Selected Bibliography

Bradbury, Ray. Switch on the Night. Illustrated by Madeleine Gekiere. New York: Pantheon Books, 1955.

Chase, Mary. Mrs. McThing: A Play.  Illustrated by Madeleine Gekiere and Helen Sewell. New York: Oxford University Press, 1952.

Ciardi, John. John J. Plenty and Fiddler Dan: A New Fable of the Grasshopper and the Ant. Illustrated by Madeleine Gekiere. Philadelphia: J.B. Lippincott Co, 1963.

———. The Reason for the Pelican. Illustrated by Madeleine Gekiere. Philadelphia: Lippincott, 1959.

Engelhard, Georgia. Peterli and the Mountain. Illustrated by Madeleine Gekiere. Philadelphia: Lippincott, 1954.

Gekiere, Madeleine. The Frilly Lily and the Princess. Philadelphia: Lippincott, 1960.

———. Who Gave Us … Peacocks? Planes? & Ferris Wheels? New York: Pantheon Books, 1953.

Grimm, Jacob, and Wilhelm Grimm. Grimm’s Tales. Illustrated by Madeleine Gekiere. New York: Oxford University Press, 1954.

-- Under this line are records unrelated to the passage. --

//! Backup manager implementation
//!
//! Handles creating, listing, restoring, and pruning timestamped copies of
//! one config file.

use super::stamp::{now_stamp, parse_stamp_at};
use crate::config::BackupConfig;
use crate::{Error, Result};
use chrono::{DateTime, Utc};
use sshcfg_fs::{expand_tilde, io, sibling_dir};
use std::collections::BTreeSet;
use std::fs;
use std::path::{Path, PathBuf};
use std::time::SystemTime;

/// One backup file found on disk.
#[derive(Debug, Clone, PartialEq, Eq)]
pub struct BackupEntry {
    /// Full path of the backup file
    pub path: PathBuf,
    /// File name suffix after `<name>.backup.`
    pub stamp: String,
    /// Parsed stamp, when it is a valid `YYYYMMDDHHMMSS` stamp
    pub timestamp: Option<DateTime<Utc>>,
    /// Size in bytes
    pub size: u64,
    /// Last modification time, used to order entries without a timestamp
    pub modified: Option<SystemTime>,
}

impl BackupEntry {
    /// Ordering key: the parsed stamp, else the file's mtime.
    pub fn sort_key(&self) -> DateTime<Utc> {
        self.timestamp
            .or_else(|| self.modified.map(DateTime::<Utc>::from))
            .unwrap_or(DateTime::<Utc>::MIN_UTC)
    }

    pub fn file_name(&self) -> String {
        self.path
            .file_name()
            .map(|name| name.to_string_lossy().into_owned())
            .unwrap_or_default()
    }

    /// Whether `selector` names this entry by stamp, file name, or path.
    pub fn matches(&self, selector: &str) -> bool {
        self.stamp == selector
            || self.file_name() == selector
            || self.path.to_string_lossy() == selector
    }
}

/// First entry matching `selector`, in the order given.
pub fn select<'a>(selector: &str, entries: &'a [BackupEntry]) -> Option<&'a BackupEntry> {
    entries.iter().find(|entry| entry.matches(selector))
}

/// What a restore did.
#[derive(Debug, Clone, PartialEq, Eq)]
pub struct RestoreOutcome {
    /// Backup the target was restored from
    pub restored_from: PathBuf,
    /// File that was overwritten
    pub target: PathBuf,
    /// Backup of the target taken just before restoring, if any
    pub previous: Option<PathBuf>,
}

/// Which backups a prune should select.
#[derive(Debug, Clone, Default, PartialEq, Eq)]
pub struct PruneOptions {
    /// Keep the newest `keep` backups, select the rest
    pub keep: Option<usize>,
    /// Select backups whose stamp is strictly before this instant
    pub before: Option<DateTime<Utc>>,
    /// Report the selection without deleting anything
    pub dry_run: bool,
}

/// Result of a prune.
#[derive(Debug, Clone, Default, PartialEq, Eq)]
pub struct PruneReport {
    /// Selected backups, sorted by path
    pub selected: Vec<PathBuf>,
    /// Backups actually deleted
    pub removed: Vec<PathBuf>,
    /// Backups that could not be deleted, with the reason
    pub failed: Vec<(PathBuf, String)>,
}

impl PruneReport {
    pub fn is_empty(&self) -> bool {
        self.selected.is_empty()
    }
}

/// Manages the backups of one config file.
///
/// Backups live in a directory next to the target (`backups` by default)
/// and are named `<name>.backup.<YYYYMMDDHHMMSS>`.
#[derive(Debug, Clone)]
pub struct BackupManager {
    target: PathBuf,
    backup_dir: PathBuf,
    config: BackupConfig,
}

impl BackupManager {
    /// Create a manager for `target` with default settings
    pub fn new(target: impl AsRef<Path>) -> Self {
        Self::with_config(target, &BackupConfig::default())
    }

    /// Create a manager for `target` with explicit settings
    pub fn with_config(target: impl AsRef<Path>, config: &BackupConfig) -> Self {
        let target = expand_tilde(&target.as_ref().to_string_lossy());
        let backup_dir = sibling_dir(&target, &config.directory);
        Self {
            target,
            backup_dir,
            config: config.clone(),
        }
    }

    pub fn target(&self) -> &Path {
        &self.target
    }

    pub fn backup_dir(&self) -> &Path {
        &self.backup_dir
    }

    fn prefix(&self) -> String {
        let name = self
            .target
            .file_name()
            .map(|name| name.to_string_lossy().into_owned())
            .unwrap_or_default();
        format!("{}.backup.", name)
    }

    /// Copy the target into the backup directory under a fresh stamp.
    ///
    /// A backup taken in the same second as an earlier one overwrites it.
    pub fn backup(&self) -> Result<PathBuf> {
        fs::create_dir_all(&self.backup_dir).map_err(|e| sshcfg_fs::Error::io(&self.backup_dir, e))?;

        let dest = self.backup_dir.join(format!("{}{}", self.prefix(), now_stamp()));
        fs::copy(&self.target, &dest).map_err(|e| sshcfg_fs::Error::io(&self.target, e))?;

        tracing::info!(file = %self.target.display(), backup = %dest.display(), "created backup");
        Ok(dest)
    }

    /// List backups of the target, newest first.
    pub fn discover(&self) -> Result<Vec<BackupEntry>> {
        if !self.backup_dir.is_dir() {
            return Ok(Vec::new());
        }

        let prefix = self.prefix();
        let now = Utc::now();
        let mut entries = Vec::new();

        let dir = fs::read_dir(&self.backup_dir).map_err(|e| sshcfg_fs::Error::io(&self.backup_dir, e))?;
        for entry in dir {
            let path = entry?.path();
            let Some(stamp) = path
                .file_name()
                .and_then(|name| name.to_str())
                .and_then(|name| name.strip_prefix(prefix.as_str()))
                .map(str::to_string)
            else {
                continue;
            };

            // Follows symlinks, as the copy on restore would.
            let Ok(metadata) = fs::metadata(&path) else {
                continue;
            };
            if !metadata.is_file() {
                continue;
            }

            entries.push(BackupEntry {
                timestamp: parse_stamp_at(&stamp, self.config.future_skew_minutes, now),
                path,
                stamp,
                size: metadata.len(),
                modified: metadata.modified().ok(),
            });
        }

        entries.sort_by(|a, b| b.sort_key().cmp(&a.sort_key()).then_with(|| b.path.cmp(&a.path)));
        tracing::debug!(file = %self.target.display(), count = entries.len(), "discovered backups");
        Ok(entries)
    }

    /// Restore the target from the newest backup matching `selector`,
    /// honouring the configured `backup_before_restore`.
    pub fn restore_default(&self, selector: &str) -> Result<RestoreOutcome> {
        self.restore(selector, self.config.backup_before_restore)
    }

    /// Restore the target from the newest backup matching `selector`.
    ///
    /// With `backup_current`, an existing target is backed up first. The
    /// selected backup is read before that, so a same-second backup cannot
    /// clobber the content being restored.
    ///
    /// # Errors
    /// `BackupNotFound` when no backup matches `selector`.
    pub fn restore(&self, selector: &str, backup_current: bool) -> Result<RestoreOutcome> {
        let entries = self.discover()?;
        let entry = select(selector, &entries).ok_or_else(|| Error::BackupNotFound {
            selector: selector.to_string(),
            target: self.target.clone(),
        })?;

        let content = fs::read(&entry.path).map_err(|e| sshcfg_fs::Error::io(&entry.path, e))?;

        let previous = if backup_current && self.target.is_file() {
            Some(self.backup()?)
        } else {
            None
        };

        io::write_atomic(&self.target, &content)?;
        tracing::info!(
            file = %self.target.display(),
            backup = %entry.path.display(),
            "restored config from backup"
        );

        Ok(RestoreOutcome {
            restored_from: entry.path.clone(),
            target: self.target.clone(),
            previous,
        })
    }

    /// Delete old backups by count, by age, or both.
    ///
    /// The selection is the union of everything past the newest `keep`
    /// entries and every entry stamped before `before`. Entries whose stamp
    /// cannot be parsed are never selected by `before`. Failures to delete
    /// one file are reported and do not stop the others.
    ///
    /// # Errors
    /// `InvalidPrune` when neither `keep` nor `before` is set.
    pub fn prune(&self, options: &PruneOptions) -> Result<PruneReport> {
        if options.keep.is_none() && options.before.is_none() {
            return Err(Error::InvalidPrune);
        }

        let entries = self.discover()?;
        let mut selected: BTreeSet<PathBuf> = BTreeSet::new();

        if let Some(keep) = options.keep {
            selected.extend(entries.iter().skip(keep).map(|entry| entry.path.clone()));
        }
        if let Some(cutoff) = options.before {
            selected.extend(
                entries
                    .iter()
                    .filter(|entry| entry.timestamp.is_some_and(|ts| ts < cutoff))
                    .map(|entry| entry.path.clone()),
            );
        }

        let mut report = PruneReport {
            selected: selected.into_iter().collect(),
            ..PruneReport::default()
        };

        if options.dry_run {
            tracing::info!(count = report.selected.len(), "dry run, nothing deleted");
            return Ok(report);
        }

        delete_selected(&mut report);
        tracing::info!(
            removed = report.removed.len(),
            failed = report.failed.len(),
            "pruned backups"
        );
        Ok(report)
    }
}

/// Deletes every selected file, recording each outcome. A failure on one
/// file does not stop the rest.
fn delete_selected(report: &mut PruneReport) {
    for path in &report.selected {
        match fs::remove_file(path) {
            Ok(()) => report.removed.push(path.clone()),
            Err(err) => {
                tracing::warn!(path = %path.display(), error = %err, "failed to delete backup");
                report.failed.push((path.clone(), err.to_string()));
            }
        }
    }
}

Helm, Ruth H. Mr. Putterbee’s Jungle. Illustrated by Madeleine Gekiere. New York: Oxford University Press, 1953.

Notes


  1. In her interview with Burgin Streetman, Wormser Gekiere stated, “It looked liked Switzerland might be invaded. We were Jews, not in any sense of believing, but as you know, the Germans didn’t make a difference.” Burgin Streetman, “Meet Madeleine Gekiere,” June 12, 2012, accessed November 3, 2018.
  2. The Slade School of Fine Art does not have a registry file or index card for Marie Madeleine Wormser. Because she was there during the war, when the school was evacuated to Oxford, it is possible the records are lost. It is also possible she only took a handful of evening classes and never registered as a student. Robert Winckworth, Senior Library Assistant, UCL Special Collections, to Christina Weyl, November 14, 2018.
  3. Streetman, “Meet Madeleine Gekiere.” Student registration card, Art Students League of New York.
  4. New York, Index to Petitions for Naturalization filed in New York City, 1792-1989 (Provo, UT: Ancestry.com Operations, Inc., 2007).
  5. Judith Kaye Reed, “Madeleine Wormser Debuts,” Art Digest, March 1, 1948, 24–25.
  6. Nothing much is known about Chicago-born René-Gustave Gekiere. His parents were transplants from Belgium, and in the 1930s census he is listed as a salesman in the field of “fanning.”
  7. Three of Wormser Gekiere’s films are in the collection of the New York Public Library: Three Accelerations (M16 2543 T), Horizontal Transfer (M16 A-355 H), and The Breakable Spaces between (M16 3636 B).